Bagi pemain sepakbola orofesional - terlebih pemain muda - menit bermain adalah portofolio dan nilai jualnya. Menit bermain bagi pemain bola itu seperti jam terbang bagi pilot atau jam praktek bagi dokter. Karena menit bermain berkorelasi dengan kontribusi si pemain buat tim.Â
Skill dan nilai jualnya otomatis meningkat jika menit bermainnya banyak. Kita sering mendengar pemain yang rela meninggalkan klub elit demi mendapatkan menit bermain di klub yang biasa. Atau pelatih tim nasional yang mengancam mencoret pemain yang hanya menjadi penghangat bangku cadangan (bench). Bagi pemain muda jika minim menit bermain bisa membunuh karirnya lebih awal. Layu sebelum berkembang.
Salah satu tantangan buat Edy selain basic skill sepakbola adalah adaptasi iklim dan kultur di sana dan mental. Letak Polandia di belahan utara bersuhu lebih dingin sering menjadi handicap buat fisik orang dari Asia Tenggara yang berilklim tropis. Terlebih jika kita mendapati fakta bahwa Egy pemain terpendek di klub tersebut. Kemudian adaptasi kultur terutama bahasa.
 Saya tidak tahu apakah Egy punya kemampuan berbahasa Inggris karena ini faktor penting berkomunikasi dengan pelatih dan rekan setim. Atau pihak klub menyediakan penterjemah bagi Egy. Selintas bahasa Polandia ini termasuk sulit diucapkan oleh lidah Melayu karena sering lebih banyak konsonan (huruf mati) dibanding huruf vokalnya. Belum lagi soal kecocokan makanan. Lagi lagi ini soal sepele tapi bisa mempengaruhi mood bermain yang berakibat pada performa di lapangan. Beruntung Egy masih punya waktu beradaptasi sebelum Juni. Ini harus dimanfaatkan.
Mental dan psikologi juga harus dipersiapkan karena atmosfer liga Polandia ini termasuk yang intimidatif. Jangan mimpi bermain di Eropa buyar karena hanya faktor faktor non teknis yang kadang tidak diperhitungkan. Bahkan jika enam bulan pertama tidak mendapat kesempatan menit bermain yang cukup lebih baik hengkang dan gabung dengan klub tanah air.
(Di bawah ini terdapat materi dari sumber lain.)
//! # Transmitter
//!
//! Byte source for the medium. Once started, the medium pulls one byte per
//! byte-time:
//!
//! ```text
//! PREAMBLE (4 x 0x00) -> SFD (0x7A) -> LENGTH -> PAYLOAD -> CRC_HIGH -> CRC_LOW -> END -> WAIT
//! ```
//!
//! The frame comes from the frame buffer (`TRXFBST` holds the PHY length,
//! the PSDU follows) unless the transmitter was started to send an
//! automatic ACK, in which case the three ACK octets are synthesized.
//! Completion is handled in the same byte-time as the last CRC octet.

use super::crc::Crc16;
use super::events::RadioEvent;
use super::hal::Hal;
use super::irq::InterruptVector;
use super::power::PowerState;
use super::state::{PendingAck, RadioMode, TracStatus};
use super::Radio;
use crate::constants::{
    ACK_FRAME_LEN, PHY_LENGTH_MASK, PHY_TX_PWR, PREAMBLE_BYTE, PREAMBLE_LEN, SFD, TRXFBST,
    TRX_STATE,
};

/// FCF low byte: acknowledgment request
const FCF_ACK_REQUEST: u8 = 0x20;
/// FCF of an immediate acknowledgment frame
const ACK_FCF: [u8; 2] = [0x02, 0x00];

/// Transmitter states
#[derive(Debug, Clone, Copy, PartialEq, Eq, Default)]
pub enum TxState {
    Preamble,
    Sfd,
    Length,
    Payload,
    CrcHigh,
    CrcLow,
    End,
    /// Parked until shut down
    #[default]
    Wait,
}

/// Where the PSDU comes from
#[derive(Debug, Clone, Copy, PartialEq, Eq, Default)]
pub enum TxSource {
    #[default]
    FrameBuffer,
    /// Immediate ACK for the given sequence number
    Ack { dsn: u8 },
}

/// Transmitter bookkeeping, owned by the radio
#[derive(Debug, Clone, Default)]
pub struct Transmitter {
    pub(super) active: bool,
    pub(super) state: TxState,
    pub(super) source: TxSource,
    /// PSDU octets sent so far
    pub(super) counter: u8,
    /// PHY length of the frame being sent
    pub(super) length: u8,
    /// Next frame buffer address
    pub(super) ptr: u16,
    pub(super) crc: Crc16,
    /// Data frame requested an acknowledgment
    pub(super) wait_for_ack: bool,
}

impl Transmitter {
    pub fn is_active(&self) -> bool {
        self.active
    }

    pub fn state(&self) -> TxState {
        self.state
    }

    pub fn source(&self) -> TxSource {
        self.source
    }

    /// State after the PSDU octets, given how many remain
    fn after_payload(&self) -> TxState {
        if self.length == 0 {
            TxState::End
        } else {
            TxState::CrcHigh
        }
    }

    fn payload_len(&self) -> u8 {
        self.length.saturating_sub(2)
    }
}

impl<H: Hal> Radio<H> {
    /// Produce the next byte on the air
    ///
    /// Called by the medium once per byte-time while the transmitter is
    /// registered.
    pub fn tx_next_byte(&mut self) -> u8 {
        if !self.tx.active {
            log::warn!("Transmitter polled while inactive");
            return 0;
        }
        if self.rx.active {
            log::warn!("Receiver active while transmitting");
        }

        let mut byte = 0;
        match self.tx.state {
            TxState::Preamble => {
                byte = PREAMBLE_BYTE;
                self.tx.counter += 1;
                if self.tx.counter >= PREAMBLE_LEN {
                    self.tx.state = TxState::Sfd;
                }
            }
            TxState::Sfd => {
                byte = SFD;
                self.tx.state = TxState::Length;
            }
            TxState::Length => {
                self.tx.length = match self.tx.source {
                    TxSource::Ack { .. } => ACK_FRAME_LEN,
                    TxSource::FrameBuffer => {
                        self.tx.ptr = TRXFBST;
                        let length = self.hal.read_data_byte(self.tx.ptr) & PHY_LENGTH_MASK;
                        self.tx.ptr += 1;
                        length
                    }
                };
                log::debug!("TX frame length {}", self.tx.length);
                self.tx.counter = 0;
                self.tx.crc.reset();
                self.tx.state = if self.tx.payload_len() == 0 {
                    self.tx.after_payload()
                } else {
                    TxState::Payload
                };
                byte = self.tx.length;
            }
            TxState::Payload => {
                byte = self.tx_payload_byte();
                self.tx.crc.push(byte);
                if self.tx.counter >= self.tx.payload_len() {
                    self.tx.state = self.tx.after_payload();
                }
            }
            TxState::CrcHigh => {
                byte = self.tx.crc.wire_bytes()[0];
                self.tx.state = if self.tx.length == 1 {
                    TxState::End
                } else {
                    TxState::CrcLow
                };
            }
            TxState::CrcLow => {
                byte = self.tx.crc.wire_bytes()[1];
                self.tx.state = TxState::End;
            }
            TxState::End | TxState::Wait => {}
        }

        log::trace!("TX 0x{byte:02X} -->");

        if self.tx.state == TxState::End {
            self.tx_frame_complete();
        }
        byte
    }

    fn tx_payload_byte(&mut self) -> u8 {
        let byte = match self.tx.source {
            TxSource::Ack { dsn } => {
                self.tx.wait_for_ack = false;
                match self.tx.counter {
                    0 => ACK_FCF[0],
                    1 => ACK_FCF[1],
                    _ => dsn,
                }
            }
            TxSource::FrameBuffer => {
                let byte = self.hal.read_data_byte(self.tx.ptr);
                self.tx.ptr += 1;
                if self.tx.counter == 0 {
                    self.tx.wait_for_ack = byte & FCF_ACK_REQUEST != 0;
                    if self.tx.wait_for_ack {
                        log::debug!("TX will wait for ACK");
                    }
                }
                byte
            }
        };
        self.tx.counter += 1;
        byte
    }

    /// Last octet is on the air: either wait for the ACK or report TX_END.
    fn tx_frame_complete(&mut self) {
        if self.tx.wait_for_ack && self.mode == RadioMode::BusyTxAret {
            self.pending_ack = PendingAck::Awaiting;
            self.ack_epoch = self.ack_epoch.wrapping_add(1);
            self.schedule(RadioEvent::AckTimeout {
                epoch: self.ack_epoch,
            });
            log::debug!("Frame sent, waiting for ACK");
            self.tx_shutdown();
            if self.rx.active {
                log::warn!("Receiver already active at end of transmission");
            } else {
                self.rx_startup();
            }
        } else {
            let sent_ack = matches!(self.tx.source, TxSource::Ack { .. });
            self.mode = RadioMode::PllOn;
            self.publish_status();
            self.hal.write_data_byte(TRX_STATE, TracStatus::Success.bits());
            self.tx_shutdown();
            if sent_ack {
                log::info!("ACK sent");
                self.ack_to_send = None;
            } else {
                log::info!("Frame sent ({} bytes)", self.tx.length);
            }
            self.raise(InterruptVector::TxEnd);
        }
        self.tx.state = TxState::Wait;
    }

    /// Start sending: a pending automatic ACK, otherwise the frame buffer.
    pub(super) fn tx_startup(&mut self) {
        if self.tx.active {
            log::warn!("Transmitter startup while active");
            return;
        }
        let pwr = self.hal.read_data_byte(PHY_TX_PWR);
        self.tx.active = true;
        self.tx.state = TxState::Preamble;
        self.tx.counter = 0;
        self.tx.wait_for_ack = false;
        self.tx.source = match self.ack_to_send {
            Some(dsn) if self.last_crc_ok => TxSource::Ack { dsn },
            _ => TxSource::FrameBuffer,
        };
        self.hal.transition(PowerState::transmit(pwr));
        let (power, frequency) = (self.tx_power_dbm(), self.frequency_mhz());
        self.hal
            .begin_transmit(power, frequency, self.config.lead_cycles(pwr));
        log::debug!("TX startup ({power} dBm, {frequency} MHz)");
    }

    pub(super) fn tx_shutdown(&mut self) {
        if !self.tx.active {
            log::warn!("Transmitter shutdown while inactive");
            return;
        }
        self.tx.active = false;
        self.hal.end_transmit();
        self.hal.transition(PowerState::Receive);
        log::debug!("TX shutdown");
    }
}

#[cfg(test)]
mod tests {
    use super::*;
    use crate::constants::{TRX_STATUS, XAH_CTRL_0};
    use crate::radio::{Command, RadioConfig};
    use crate::radio::hal::RegisterFile;
    use crate::sim::node::NodeHal;

    fn radio_with_frame(psdu: &[u8]) -> Radio<NodeHal> {
        let mut radio = Radio::new(NodeHal::new(), RadioConfig::default());
        radio.hal_mut().load_frame(psdu);
        radio
    }

    fn drain(radio: &mut Radio<NodeHal>) -> Vec<u8> {
        let mut bytes = Vec::new();
        while radio.is_transmitting() {
            bytes.push(radio.tx_next_byte());
            assert!(bytes.len() < 200, "transmitter never finished");
        }
        bytes
    }

    #[test]
    fn test_basic_frame_on_air() {
        let psdu = [0x41, 0x88, 0x07, 0xCD, 0xAB, 0xFF, 0xFF, 0x01, 0x00, 0x55];
        let mut radio = radio_with_frame(&psdu);
        radio.apply_command(Command::TxStart);

        let air = drain(&mut radio);
        let crc = Crc16::compute(&psdu).to_be_bytes();

        assert_eq!(&air[..4], &[0, 0, 0, 0]);
        assert_eq!(air[4], 0x7A);
        assert_eq!(air[5], 12);
        assert_eq!(&air[6..16], &psdu);
        assert_eq!(air[16], crate::util::rev8(crc[0]));
        assert_eq!(air[17], crate::util::rev8(crc[1]));
        assert_eq!(air.len(), 18);
    }

    #[test]
    fn test_basic_completion() {
        let mut radio = radio_with_frame(&[0x41, 0x88, 0x07]);
        radio.apply_command(Command::TxStart);
        drain(&mut radio);

        assert_eq!(radio.mode(), RadioMode::PllOn);
        assert_eq!(radio.read_register(TRX_STATUS), 0x09);
        assert_eq!(radio.read_register(TRX_STATE), 0x00);
        assert_eq!(radio.tx_state(), TxState::Wait);
        assert_eq!(radio.hal().interrupt_vectors(), vec![InterruptVector::TxEnd]);
        assert!(radio.hal().medium.transmitting.is_none());
        assert_eq!(radio.hal().power_log.last().map(|p| p.1), Some(PowerState::Receive));
    }

    #[test]
    fn test_ack_request_in_basic_mode_does_not_wait() {
        let mut radio = radio_with_frame(&[0x61, 0x88, 0x07, 0xCD, 0xAB, 0x02, 0x00]);
        radio.apply_command(Command::TxStart);
        drain(&mut radio);
        assert_eq!(radio.pending_ack(), PendingAck::NotRequested);
        assert_eq!(radio.mode(), RadioMode::PllOn);
    }

    #[test]
    fn test_aret_waits_for_ack() {
        let mut radio = radio_with_frame(&[0x61, 0x88, 0x07, 0xCD, 0xAB, 0x02, 0x00]);
        radio.apply_command(Command::TxAretOn);
        drain(&mut radio);

        assert_eq!(radio.mode(), RadioMode::BusyTxAret);
        assert_eq!(radio.pending_ack(), PendingAck::Awaiting);
        assert!(radio.is_receiving());
        assert!(radio.hal().interrupt_vectors().is_empty());
        assert_eq!(
            radio.hal().outbox,
            vec![(RadioEvent::AckTimeout { epoch: 1 }, 27 * 512)]
        );
    }

    #[test]
    fn test_ack_timeout_fails_transaction() {
        let mut radio = radio_with_frame(&[0x61, 0x88, 0x07, 0xCD, 0xAB, 0x02, 0x00]);
        radio.write_register(XAH_CTRL_0, 0x30);
        radio.apply_command(Command::TxAretOn);
        drain(&mut radio);

        radio.fire(RadioEvent::AckTimeout { epoch: 1 });
        assert_eq!(radio.pending_ack(), PendingAck::Failed);
        assert_eq!(radio.mode(), RadioMode::TxAretOn);
        assert_eq!(radio.read_register(TRX_STATE), 0xA0);
        assert!(!radio.is_receiving());
        assert_eq!(radio.hal().interrupt_vectors(), vec![InterruptVector::TxEnd]);
        // No retry despite a nonzero retry limit
        assert!(!radio.is_transmitting());
    }

    #[test]
    fn test_stale_ack_timeout_ignored() {
        let mut radio = radio_with_frame(&[0x61, 0x88, 0x07, 0xCD, 0xAB, 0x02, 0x00]);
        radio.apply_command(Command::TxAretOn);
        drain(&mut radio);
        radio.fire(RadioEvent::AckTimeout { epoch: 0 });
        assert_eq!(radio.pending_ack(), PendingAck::Awaiting);

        radio.apply_command(Command::RxAackOn);
        radio.fire(RadioEvent::AckTimeout { epoch: 1 });
        assert_eq!(radio.mode(), RadioMode::RxAackOn);
        assert!(radio.hal().interrupt_vectors().is_empty());
    }

    #[test]
    fn test_frame_length_masks_reserved_bit() {
        let mut radio = Radio::new(NodeHal::new(), RadioConfig::default());
        radio.hal_mut().write_data_byte(TRXFBST, 0x80 | 4);
        radio.apply_command(Command::TxStart);
        let air = drain(&mut radio);
        assert_eq!(air[5], 4);
        assert_eq!(air.len() - 6, 4);
    }

    #[test]
    fn test_degenerate_lengths_emit_exactly_length_bytes() {
        for length in 0..=3u8 {
            let mut radio = Radio::new(NodeHal::new(), RadioConfig::default());
            radio.hal_mut().write_data_byte(TRXFBST, length);
            radio.apply_command(Command::TxStart);
            let air = drain(&mut radio);
            assert_eq!(air.len() - 6, length as usize, "length {length}");
        }
    }

    #[test]
    fn test_startup_twice_is_harmless() {
        let mut radio = radio_with_frame(&[0x41, 0x88, 0x07]);
        radio.apply_command(Command::TxStart);
        radio.tx_next_byte();
        radio.tx_startup();
        // Still mid-preamble, not restarted
        assert_eq!(radio.tx_state(), TxState::Preamble);
        assert_eq!(radio.hal().medium_log.len(), 1);
    }
}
Karena bagi pemain muda tak ada guna dikontrak klub sekaliber Real Madrid pun kalau cuma kerjaannya selfi melulu sama Ronaldo tapi gak pernah main meski dielu elukan pendukungnya di tanah air. Itu akan menjadi perangkap mematikan. Jangan biarkan lima tahun lagi aku melihatmu di tayangan Liga Dangdut .Camkan itu ! Good luck.